An honorary doctorate for Brian Cowen

 

Sir, – I agree it does not look good giving Brian Cowen an honorary doctorate after he was so closely associated with the national disaster of the financial crash in 2008. It would be the same as a British university honouring Tony Blair after the Iraq debacle or David Cameron after he called the EU referendum of 2016.

However, there seems to be a severe case of scapegoating on the Letters page of The Irish Times. It wasn’t all Fianna Fáil’s fault. After all, no one in the Dáil, or elsewhere, foresaw the full extent of the global financial meltdown that was coming; and prior to the crash, virtually none of our public representatives was in favour of reining in public spending. Rather they almost all wanted to increase it.

If anything was to blame for the crash and its horrendous aftermath, it was the deregulated and dysfunctional world financial system. Also, the way the single currency was set up, combined with the eagerness of EU apparatchiks to let the tremors of the financial earthquake pass through the bigger European nations, and alight in their full devastating effect on “peripheral” countries, like Ireland, Greece and Portugal.

For our part, our old friend groupthink, and Ireland’s perennial suspicion of, even “disgust” at, dissenting voices, played a big part in exacerbating the damage done here. – Yours, etc,

JOE McCARTHY,

Arbour Hill, Dublin 7.

Sir, – In the mini-hoopla following Brian Cowen’s honorary doctorate award, I am disappointed that NUI’s only comment is that it was following tradition (Front page, July 29th).

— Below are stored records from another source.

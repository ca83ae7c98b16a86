//! Authentication commands.

use clap::Subcommand;
use dayflow_core::Platform;

use crate::common;

#[derive(Subcommand)]
pub enum AuthAction {
    /// Sign in with email and password
    Login {
        email: String,
        #[arg(long)]
        password: String,
    },
    /// Create an account and sign in
    Signup {
        email: String,
        #[arg(long)]
        password: String,
        /// Display name stored in the profile metadata
        #[arg(long, default_value = "")]
        name: String,
    },
    /// Sign out and clear the persisted session
    Logout,
    /// Show the current session
    Status,
    /// Print the OAuth authorize URL for a provider
    OauthUrl {
        /// Provider name, e.g. github or google
        provider: String,
        /// Platform the redirect targets: web, ios, android or desktop
        #[arg(long, default_value = "web")]
        platform: String,
    },
}

pub async fn run(action: AuthAction) -> Result<(), Box<dyn std::error::Error>> {
    let ctx = common::context();
    let auth = common::auth_provider(&ctx);

    match action {
        AuthAction::Login { email, password } => {
            let user = auth.sign_in(&email, &password).await?;
            println!("Signed in as {} ({})", user.email, user.id);
        }
        AuthAction::Signup {
            email,
            password,
            name,
        } => {
            let user = auth.sign_up(&email, &password, &name).await?;
            println!("Account created: {} ({})", user.email, user.id);
        }
        AuthAction::Logout => {
            auth.sign_out().await?;
            println!("Signed out");
        }
        AuthAction::Status => match &ctx.session {
            Some(session) => {
                println!("Signed in as {} ({})", session.user.email, session.user.id);
            }
            None => println!("Signed out"),
        },
        AuthAction::OauthUrl { provider, platform } => {
            let platform: Platform = platform.parse()?;
            let url = auth.oauth_authorize_url(&provider, platform)?;
            println!("{url}");
        }
    }
    Ok(())
}
//! Aggregate data commands: pull everything, summarize, clear.

use std::sync::Arc;

use clap::Subcommand;

use dayflow_core::{Store, UserDataAggregator, UserDataSource};

use crate::common;

#[derive(Subcommand)]
pub enum DataAction {
    /// Fetch all four collections and print what loaded
    Pull,
    /// Print per-collection row counts from the backend
    Summary,
    /// Delete every row owned by the signed-in user
    Clear {
        /// Confirm the deletion
        #[arg(long)]
        yes: bool,
    },
}

pub async fn run(action: DataAction) -> Result<(), Box<dyn std::error::Error>> {
    let ctx = common::context();
    let user_id = common::require_user(&ctx)?;

    match action {
        DataAction::Pull => {
            let bus = ctx.bus.clone();
            let store = Store::new(bus.clone());
            let aggregator = UserDataAggregator::new(
                Arc::clone(&ctx.client) as Arc<dyn UserDataSource>,
                bus,
            );
            let outcome = aggregator.load(user_id).await;

            if let Ok(tasks) = &outcome.tasks {
                store.dispatch(dayflow_core::Action::TasksLoaded(tasks.clone()));
            }
            if let Ok(habits) = &outcome.habits {
                store.dispatch(dayflow_core::Action::HabitsLoaded(habits.clone()));
            }
            if let Ok(completions) = &outcome.completions {
                store.dispatch(dayflow_core::Action::CompletionsLoaded(completions.clone()));
            }
            if let Ok(sessions) = &outcome.sessions {
                store.dispatch(dayflow_core::Action::SessionsLoaded(sessions.clone()));
            }

            let state = store.snapshot();
            println!(
                "tasks: {}, habits: {}, completions: {}, sessions: {}",
                state.tasks.len(),
                state.habits.len(),
                state.completions.len(),
                state.sessions.len()
            );
            for (collection, error) in outcome.failures() {
                eprintln!("warning: {collection:?} failed: {error}");
            }
        }
        DataAction::Summary => {
            let summary = ctx.client.summarize_user_data(user_id).await?;
            println!("{}", serde_json::to_string_pretty(&summary)?);
        }
        DataAction::Clear { yes } => {
            if !yes {
                return Err("refusing to clear without --yes".into());
            }
            ctx.client.clear_all_user_data(user_id).await?;
            println!("All data cleared for {user_id}");
        }
    }
    Ok(())
}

If any institution should be cautious about using tradition as a rationale, surely a university should.

The University of Oxford has a similar tradition for all UK prime ministers who are Oxford graduates, yet broke with this tradition in its refusal to give the award to Margaret Thatcher because of her cuts to education funding. – Yours, etc,

Dr JAMES QUINN,

Michigan, US.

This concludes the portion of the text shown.